Data extracted from a collection -
============================================================

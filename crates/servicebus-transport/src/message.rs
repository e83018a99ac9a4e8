//! Generic message records exchanged with the caller.
//!
//! These records are deliberately broker-agnostic: every optional wire field is
//! an `Option`, so "never set" and "set to an empty string" stay distinct all
//! the way to the wire. The scripting boundary that originally motivated this
//! layer could not express that difference; the Rust surface can, and does.

use crate::error::ValidationError;
use bytes::Bytes;
use chrono::{DateTime, Duration, Utc};
use serde::{Deserialize, Serialize};
use std::collections::HashMap;
use std::str::FromStr;

// ============================================================================
// Entity Names
// ============================================================================

/// Validated queue, topic, or subscription name
#[derive(Debug, Clone, PartialEq, Eq, Hash, Serialize, Deserialize)]
pub struct EntityName(String);

impl EntityName {
    /// Create new entity name with validation
    pub fn new(name: String) -> Result<Self, ValidationError> {
        if name.is_empty() || name.len() > 260 {
            return Err(ValidationError::OutOfRange {
                field: "entity_name".to_string(),
                message: "must be 1-260 characters".to_string(),
            });
        }

        // ASCII alphanumeric plus the separators Service Bus entities allow
        if !name
            .chars()
            .all(|c| c.is_ascii_alphanumeric() || matches!(c, '-' | '_' | '.' | '/'))
        {
            return Err(ValidationError::InvalidFormat {
                field: "entity_name".to_string(),
                message: "only ASCII alphanumeric, hyphens, underscores, dots, and slashes allowed"
                    .to_string(),
            });
        }

        if name.starts_with('/') || name.ends_with('/') {
            return Err(ValidationError::InvalidFormat {
                field: "entity_name".to_string(),
                message: "no leading or trailing slashes".to_string(),
            });
        }

        Ok(Self(name))
    }

    /// Get entity name as string
    pub fn as_str(&self) -> &str {
        &self.0
    }
}

impl std::fmt::Display for EntityName {
    fn fmt(&self, f: &mut std::fmt::Formatter<'_>) -> std::fmt::Result {
        write!(f, "{}", self.0)
    }
}

impl FromStr for EntityName {
    type Err = ValidationError;

    fn from_str(s: &str) -> Result<Self, Self::Err> {
        Self::new(s.to_string())
    }
}

// ============================================================================
// Message State
// ============================================================================

/// Delivery state of a received message
#[derive(Debug, Clone, Copy, PartialEq, Eq, Serialize, Deserialize)]
#[serde(rename_all = "lowercase")]
pub enum MessageState {
    Active,
    Deferred,
    Scheduled,
}

impl std::fmt::Display for MessageState {
    fn fmt(&self, f: &mut std::fmt::Formatter<'_>) -> std::fmt::Result {
        match self {
            Self::Active => write!(f, "active"),
            Self::Deferred => write!(f, "deferred"),
            Self::Scheduled => write!(f, "scheduled"),
        }
    }
}

// ============================================================================
// Outbound Messages
// ============================================================================

/// A message to be sent through the transport.
///
/// Constructed per send call and consumed once by the mapper. `body_as_string`
/// takes precedence over `body` when both are supplied.
#[derive(Debug, Clone, Default, PartialEq)]
pub struct OutboundMessage {
    pub application_properties: HashMap<String, String>,
    pub body: Option<Bytes>,
    pub body_as_string: Option<String>,
    pub content_type: Option<String>,
    pub correlation_id: Option<String>,
    pub message_id: Option<String>,
    pub partition_key: Option<String>,
    pub reply_to: Option<String>,
    pub reply_to_session_id: Option<String>,
    pub session_id: Option<String>,
    pub subject: Option<String>,
    pub time_to_live: Option<Duration>,
    pub to: Option<String>,
}

impl OutboundMessage {
    /// Create new empty message
    pub fn new() -> Self {
        Self::default()
    }

    /// Set raw body bytes
    pub fn with_body(mut self, body: Bytes) -> Self {
        self.body = Some(body);
        self
    }

    /// Set body from text (overrides raw bytes during mapping)
    pub fn with_body_text(mut self, text: impl Into<String>) -> Self {
        self.body_as_string = Some(text.into());
        self
    }

    /// Add application property
    pub fn with_property(mut self, key: impl Into<String>, value: impl Into<String>) -> Self {
        self.application_properties.insert(key.into(), value.into());
        self
    }

    /// Set content type
    pub fn with_content_type(mut self, content_type: impl Into<String>) -> Self {
        self.content_type = Some(content_type.into());
        self
    }

    /// Set correlation ID for tracking
    pub fn with_correlation_id(mut self, correlation_id: impl Into<String>) -> Self {
        self.correlation_id = Some(correlation_id.into());
        self
    }

    /// Set explicit message ID (broker assigns one otherwise)
    pub fn with_message_id(mut self, message_id: impl Into<String>) -> Self {
        self.message_id = Some(message_id.into());
        self
    }

    /// Set partition key for partitioned entities
    pub fn with_partition_key(mut self, partition_key: impl Into<String>) -> Self {
        self.partition_key = Some(partition_key.into());
        self
    }

    /// Set reply-to address
    pub fn with_reply_to(mut self, reply_to: impl Into<String>) -> Self {
        self.reply_to = Some(reply_to.into());
        self
    }

    /// Set reply-to session ID
    pub fn with_reply_to_session_id(mut self, session_id: impl Into<String>) -> Self {
        self.reply_to_session_id = Some(session_id.into());
        self
    }

    /// Set session ID for session-enabled entities
    pub fn with_session_id(mut self, session_id: impl Into<String>) -> Self {
        self.session_id = Some(session_id.into());
        self
    }

    /// Set subject (label)
    pub fn with_subject(mut self, subject: impl Into<String>) -> Self {
        self.subject = Some(subject.into());
        self
    }

    /// Set time-to-live for message expiration
    pub fn with_ttl(mut self, ttl: Duration) -> Self {
        self.time_to_live = Some(ttl);
        self
    }

    /// Set the `to` address
    pub fn with_to(mut self, to: impl Into<String>) -> Self {
        self.to = Some(to.into());
        self
    }
}

// ============================================================================
// Received Messages
// ============================================================================

/// A message received from the broker.
///
/// By the time the caller holds one of these, the message has already been
/// completed (acknowledged) at the broker — the record carries no handle back
/// and cannot be abandoned or re-delivered.
#[derive(Debug, Clone)]
pub struct ReceivedMessage {
    pub application_properties: HashMap<String, String>,
    pub body: Bytes,
    pub body_as_string: String,
    pub content_type: Option<String>,
    pub correlation_id: Option<String>,
    pub dead_letter_error_description: Option<String>,
    pub dead_letter_reason: Option<String>,
    pub dead_letter_source: Option<String>,
    pub delivery_count: u32,
    pub enqueued_sequence_number: Option<i64>,
    pub enqueued_time: Option<DateTime<Utc>>,
    pub expires_at: Option<DateTime<Utc>>,
    pub locked_until: Option<DateTime<Utc>>,
    pub message_id: String,
    pub partition_key: Option<String>,
    pub reply_to: Option<String>,
    pub reply_to_session_id: Option<String>,
    pub scheduled_enqueue_time: Option<DateTime<Utc>>,
    pub sequence_number: Option<i64>,
    pub session_id: Option<String>,
    pub state: MessageState,
    pub subject: Option<String>,
    pub time_to_live: Option<Duration>,
    pub to: Option<String>,
}

#[cfg(test)]
#[path = "message_tests.rs"]
mod tests;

============================================================

What the task asks -
Copy each line above containing the string "serde".

Task result -
use serde::{Deserialize, Serialize};
#[serde(rename_all = "lowercase")]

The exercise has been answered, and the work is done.